▸ **WHAT THE TASK REQUIRES**
Pick out each line with the word "markers" from the material that follows.

[INPUT DATA Boundary: Start]

//! Script input.

use std::io::Read;

use super::{CliError, CliResult};

/// A script's text and the name to show in error reports.
pub struct Input {
    pub text: String,
    pub name: String,
}

/// Read a script from `path`, or from stdin when `path` is "-".
pub fn read_script(path: &str) -> CliResult<Input> {
    if path == "-" {
        let mut text = String::new();
        std::io::stdin()
            .read_to_string(&mut text)
            .map_err(|e| CliError::Input(format!("<stdin>: {e}")))?;
        return Ok(Input {
            text,
            name: "<stdin>".to_string(),
        });
    }

    let text = std::fs::read_to_string(path).map_err(|e| CliError::Input(format!("{path}: {e}")))?;
    Ok(Input {
        text,
        name: path.to_string(),
    })
}
//! The `completions` command - generate shell completions.

use clap::CommandFactory;
use clap_complete::generate;

use crate::cli::{Cli, CompletionsArgs};

/// Run the completions command.
pub fn run(args: CompletionsArgs) {
    let mut cmd = Cli::command();
    generate(args.shell, &mut cmd, "dynarray", &mut std::io::stdout());
}
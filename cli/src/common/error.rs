//! Error handling utilities for the CLI.

use dynarray::{CharSet, ExecError, RenderConfig, ScriptError, render_error_to};
use nu_ansi_term::Color;
use thiserror::Error;

/// Result type for CLI commands.
pub type CliResult<T> = Result<T, CliError>;

#[derive(Error, Debug)]
pub enum CliError {
    /// A script failed to parse or run. Keeps the source for rendering.
    #[error("{error}")]
    Script {
        error: ScriptError,
        source_text: String,
        filename: Option<String>,
    },

    #[error(transparent)]
    Array(#[from] dynarray::Error),

    #[error("{0}")]
    Input(String),

    #[error(transparent)]
    Io(#[from] std::io::Error),
}

impl CliError {
    /// Attach the script source to an execution error.
    pub fn from_exec(error: ExecError, source_text: &str, filename: Option<&str>) -> Self {
        match error {
            ExecError::Script(error) => Self::from_script(error, source_text, filename),
            ExecError::Io(e) => CliError::Io(e),
        }
    }

    pub fn from_script(error: ScriptError, source_text: &str, filename: Option<&str>) -> Self {
        CliError::Script {
            error,
            source_text: source_text.to_string(),
            filename: filename.map(str::to_string),
        }
    }
}

/// Render an error to stderr and exit with code 1.
pub fn render_and_exit(error: CliError, no_color: bool, ascii: bool) -> ! {
    render_to(&error, &mut std::io::stderr(), no_color, ascii).ok();
    std::process::exit(1);
}

/// Render an error to a writer.
pub fn render_to(
    error: &CliError,
    writer: &mut dyn std::io::Write,
    no_color: bool,
    ascii: bool,
) -> std::io::Result<()> {
    match error {
        CliError::Script {
            error,
            source_text,
            filename,
        } => {
            let config = RenderConfig {
                color: !no_color,
                filename: filename.as_deref(),
                charset: if ascii { CharSet::Ascii } else { CharSet::Unicode },
            };
            render_error_to(error, source_text, writer, &config)
        }
        other => {
            let label = if no_color {
                "error:".to_string()
            } else {
                Color::Red.bold().paint("error:").to_string()
            };
            writeln!(writer, "{label} {other}")
        }
    }
}
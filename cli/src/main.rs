//! dynarray CLI - drive a growable integer array from the command line.

mod cli;
mod commands;
mod common;

use clap::Parser;
use cli::{Cli, Command};

fn main() {
    // Initialize logging subscriber
    use tracing_subscriber::{EnvFilter, fmt};

    // Use RUST_LOG environment variable to control log level
    // Default to WARN if not set
    let filter = EnvFilter::try_from_default_env().unwrap_or_else(|_| EnvFilter::new("warn"));

    fmt()
        .compact()
        .with_env_filter(filter)
        .with_writer(std::io::stderr)
        .with_target(false)
        .without_time()
        .init();

    let cli = Cli::parse();

    let result = match cli.command {
        Command::Demo(args) => commands::demo::run(args),
        Command::Run(args) => commands::run::run(args),
        Command::Eval(args) => commands::eval::run(args),
        Command::Completions(args) => {
            commands::completions::run(args);
            Ok(())
        }
    };

    if let Err(e) = result {
        common::error::render_and_exit(e, cli.no_color, cli.ascii);
    }
}
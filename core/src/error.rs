//! Errors reported by [`DynamicArray`](crate::DynamicArray) operations.

use thiserror::Error;

/// Failure of a bounds-checked array operation.
///
/// Operations check their preconditions before touching the buffer, so an
/// `Err` always leaves the array exactly as it was.
#[derive(Error, Debug, Clone, Copy, PartialEq, Eq)]
pub enum Error {
    /// `front` or `back` was called on an array with no elements.
    #[error("array is empty")]
    EmptyContainer,

    /// An index violated the bound of the operation it was passed to.
    ///
    /// The index is signed so that callers holding signed indices can report
    /// negative ones through the same variant.
    #[error("index {index} is out of range for length {len}")]
    IndexOutOfRange { index: i64, len: usize },
}

impl Error {
    pub(crate) fn out_of_range(index: usize, len: usize) -> Self {
        Error::IndexOutOfRange {
            index: i64::try_from(index).unwrap_or(i64::MAX),
            len,
        }
    }
}
//! Core plumbing for Thicket.
//!
//! This crate provides the pieces shared by Thicket's model layer:
//!
//! - **Signal/Slot System**: Type-safe change notification ([`Signal`])
//! - **Logging**: `tracing` targets and debug-dump formatting options
//!
//! # Signal/Slot Example
//!
//! ```
//! use thicket_core::Signal;
//!
//! // Create a signal that notifies when a row is inserted
//! let row_inserted = Signal::<usize>::new();
//!
//! // Connect a slot to handle the signal
//! let conn_id = row_inserted.connect(|row| {
//!     println!("Row inserted at: {}", row);
//! });
//!
//! // Emit the signal
//! row_inserted.emit(0);
//!
//! // Disconnect when done
//! row_inserted.disconnect(conn_id);
//! ```

pub mod logging;
pub mod signal;

pub use logging::{TreeFormatOptions, TreeStyle};
pub use signal::{ConnectionGuard, ConnectionId, Signal};
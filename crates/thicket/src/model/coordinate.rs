//! Positional addressing for groups and leaves.
//!
//! A [`Coordinate`] locates a leaf by the position of its group in the forest
//! (`row`) and its position inside that group (`col`). A `col` of
//! [`Coordinate::GROUP_COL`] stands for the group as a whole; such markers are
//! only meaningful to [`SortPolicy`](super::SortPolicy) routing and are never
//! valid leaf addresses.
//!
//! # Coordinate Validity
//!
//! Coordinates are positions, not identities. Any insertion or removal that
//! changes a sequence's length shifts the coordinates of later items in that
//! sequence, so coordinates should be re-derived after every mutation rather
//! than stored.

use std::fmt;

use serde::{Deserialize, Serialize};

/// A `(row, col)` position in a two-level forest.
///
/// Ordering is lexicographic with `row` as the primary key, which is the
/// order [`SortPolicy::Ascending`](super::SortPolicy::Ascending) produces.
#[derive(Debug, Clone, Copy, PartialEq, Eq, Hash, PartialOrd, Ord, Serialize, Deserialize)]
pub struct Coordinate {
    /// Position of the group in the forest.
    pub row: i32,
    /// Position of the leaf in its group, or [`Coordinate::GROUP_COL`].
    pub col: i32,
}

impl Coordinate {
    /// Column value denoting "the group itself".
    pub const GROUP_COL: i32 = -1;

    /// A coordinate that is out of range for every forest.
    ///
    /// Passing this to [`insert`](super::HierarchicalIndexTree::insert)
    /// appends a new group.
    pub const INVALID: Self = Self { row: -1, col: -1 };

    /// Creates a coordinate from a row and column.
    #[inline]
    pub const fn new(row: i32, col: i32) -> Self {
        Self { row, col }
    }

    /// Creates a whole-group marker `(row, -1)`.
    #[inline]
    pub const fn group(row: i32) -> Self {
        Self {
            row,
            col: Self::GROUP_COL,
        }
    }

    /// Returns `true` if this coordinate marks a whole group.
    #[inline]
    pub const fn is_group_marker(&self) -> bool {
        self.col == Self::GROUP_COL
    }

    /// Returns the whole-group marker for this coordinate's row.
    #[inline]
    pub const fn to_group(self) -> Self {
        Self::group(self.row)
    }
}

impl From<(i32, i32)> for Coordinate {
    fn from((row, col): (i32, i32)) -> Self {
        Self::new(row, col)
    }
}

impl fmt::Display for Coordinate {
    fn fmt(&self, f: &mut fmt::Formatter<'_>) -> fmt::Result {
        write!(f, "({}, {})", self.row, self.col)
    }
}

/// A reference to a node, tagged with its kind.
///
/// Operations that behave differently for groups and leaves
/// ([`on_item_clicked`](super::HierarchicalIndexTree::on_item_clicked),
/// [`coordinates_under`](super::HierarchicalIndexTree::coordinates_under),
/// [`select`](super::HierarchicalIndexTree::select)) take an `ItemRef` so the
/// branch is decided by the caller's tag rather than by inspecting the node.
#[derive(Debug, Clone, Copy, PartialEq, Eq, Hash, Serialize, Deserialize)]
pub enum ItemRef {
    /// The group at the given row.
    Group(i32),
    /// The leaf at the given coordinate.
    Leaf(Coordinate),
}

impl ItemRef {
    /// Creates a leaf reference.
    #[inline]
    pub const fn leaf(row: i32, col: i32) -> Self {
        ItemRef::Leaf(Coordinate::new(row, col))
    }

    /// Returns the row of the group this item is, or belongs to.
    #[inline]
    pub const fn row(&self) -> i32 {
        match self {
            ItemRef::Group(row) => *row,
            ItemRef::Leaf(coord) => coord.row,
        }
    }

    /// Returns the coordinate of this item; groups map to `(row, -1)`.
    #[inline]
    pub const fn coordinate(&self) -> Coordinate {
        match self {
            ItemRef::Group(row) => Coordinate::group(*row),
            ItemRef::Leaf(coord) => *coord,
        }
    }

    /// Returns `true` if this refers to a group.
    #[inline]
    pub const fn is_group(&self) -> bool {
        matches!(self, ItemRef::Group(_))
    }
}

impl From<Coordinate> for ItemRef {
    /// Whole-group markers become [`ItemRef::Group`], everything else a leaf.
    fn from(coord: Coordinate) -> Self {
        if coord.is_group_marker() {
            ItemRef::Group(coord.row)
        } else {
            ItemRef::Leaf(coord)
        }
    }
}

#[cfg(test)]
mod tests {
    use super::*;

    #[test]
    fn test_ordering_is_row_major() {
        let mut coords = vec![
            Coordinate::new(1, 0),
            Coordinate::new(0, 2),
            Coordinate::group(1),
            Coordinate::new(0, 0),
        ];
        coords.sort();
        assert_eq!(
            coords,
            vec![
                Coordinate::new(0, 0),
                Coordinate::new(0, 2),
                Coordinate::group(1),
                Coordinate::new(1, 0),
            ]
        );
    }

    #[test]
    fn test_group_marker() {
        let marker = Coordinate::group(3);
        assert!(marker.is_group_marker());
        assert_eq!(Coordinate::new(3, 5).to_group(), marker);
        assert!(!Coordinate::new(3, 0).is_group_marker());
    }

    #[test]
    fn test_item_ref_from_coordinate() {
        assert_eq!(ItemRef::from(Coordinate::group(2)), ItemRef::Group(2));
        assert_eq!(ItemRef::from(Coordinate::new(2, 1)), ItemRef::leaf(2, 1));
        assert_eq!(ItemRef::Group(4).coordinate(), Coordinate::new(4, -1));
        assert_eq!(ItemRef::leaf(4, 1).row(), 4);
    }

    #[test]
    fn test_display() {
        assert_eq!(Coordinate::new(0, -1).to_string(), "(0, -1)");
    }
}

[INPUT DATA Boundary: End]

▸ **RESPONSE BOX**
//! [`Coordinate::GROUP_COL`] stands for the group as a whole; such markers are
    /// Whole-group markers become [`ItemRef::Group`], everything else a leaf.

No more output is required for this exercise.